Schnitt, Schnitt, Schnitt …
Wie in einem Szenenwechsel stand sie ohne Übergang plötzlich vor mir. Ich schaute ihr tief in die Augen und ich konnte gar nicht glauben, dass ihre funkelnden, wunderschönen blauen Augen noch schöner waren, als ich sie je erlebt hatte. Ich vernahm auch den Rest ihres Körpers, doch nur in Umrissen. Nur die Augen, diese faszinierten mich. Und das Tolle, wir redeten kein einziges Wort miteinander, mein Mund war wie versiegelt. Sie drückte mich fest an sich. Doch ich spürte es gar nicht. Ich wollte sie ebenfalls umarmen, aber ich konnte nicht. Nicht, dass ich nicht wollte, ich konnte einfach nicht. Denn in dem Moment war ich nicht mehr existent. Ich sah in mich selbst hinein, in eine völlige Leere.
Plötzlich schossen wieder Gedanken durch meinen Kopf, ich dachte an ihren aktuellen Freund, der ebenfalls Daniel heißt. Doch ich sah ihn nicht, ich sah in lediglich in der Figur eines Schatten. Komischerweise warf niemand der anwesenden Personen einen Schatten, lediglich er, obwohl er nicht zu sehen war. Doch er begrüßte mich und ich begrüßte ihn, wir stellten uns vor, also musste er es auf alle Fälle sein. Ich ging zurück zu den Tischen und fragte, wo Jessy sei. Doch mir antwortete niemand. Immer wieder und immer lauter schrie ich in die Menge, wo sie denn sei. Doch sie hörten mich nicht.
Ich ging in das kleine Räumchen unter unserer Garage, in dem es stockdunkel war. Ich nahm Jessy wahr, sie sprach mit mir. Doch ich konnte sie nicht verstehen, da ich sie nicht verstehen wollte.

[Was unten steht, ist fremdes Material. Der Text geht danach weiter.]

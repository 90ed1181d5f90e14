//! `overlay init [<dir>] [--force]`

use std::path::PathBuf;

use anyhow::{bail, Context, Result};
use clap::Args;

use overlay_core::{config, Config};

/// Write a default `overlay.yaml`.
#[derive(Args, Debug)]
pub struct InitArgs {
    /// Working directory that will hold overlay.yaml.
    #[arg(default_value = ".")]
    pub path: PathBuf,

    /// Overwrite an existing overlay.yaml.
    #[arg(long)]
    pub force: bool,
}

impl InitArgs {
    pub fn run(self) -> Result<()> {
        let existing = config::config_path_at(&self.path);
        if existing.exists() && !self.force {
            bail!(
                "'{}' already exists (use --force to overwrite)",
                existing.display()
            );
        }

        let path = config::save_at(&self.path, &Config::default())
            .with_context(|| format!("failed to write config in '{}'", self.path.display()))?;

        println!("✓ Wrote {}", path.display());
        Ok(())
    }
}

Ich fragte sie: „Warum tust du mir das alles an?“
Sie antwortete nicht, es war still. Und doch spürte ich sie in diesem dunklen Raum, ganz fest.
Ich ging hinaus und sah, dass das Licht noch greller wurde. Meine Augen juckten erbärmlich und plötzlich sah ich Jessy am Tisch zwischen den anderen sitzen. Immer noch sah ich nur ihr Gesicht und als ich mich setzte, um mit ihr über irgendwas zu sprechen verdunkelte sich alles. Lediglich zwischen Jessy und mir war noch ein wenig Licht zu sehen.
Die nächste Szene sollte folgen, doch es klopfte an der Tür. Es war die Realität, die Schwester meines besten Freundes hatte uns geweckt.
Nachwort
Der Traum macht mir Angst. Nein, keine Angst, eher ein unbehagliches Gefühl machte sich nach der Wiederkehr in die Realität in mir breit, da ich beim besten Willen nichts damit anfangen kann. Es ist ein hin und her, ein auf und ab. Und wenn ich letztendlich so nachdenke, geht es mir nach diesem Beitrag schon sehr viel besser. Mal sehen wie es wird, wenn ich sie nach 1 1/2 Jahren bald wiedersehen werde.
Und ja, ich bin der festen Überzeugung, dass mir mit diesem Traum ein Zusammenhang erklärt werden soll. Träumen macht die Realität wohl erst so richtig genießbar, nur frage ich mich, warum dies so kompliziert vonstatten gehen muss.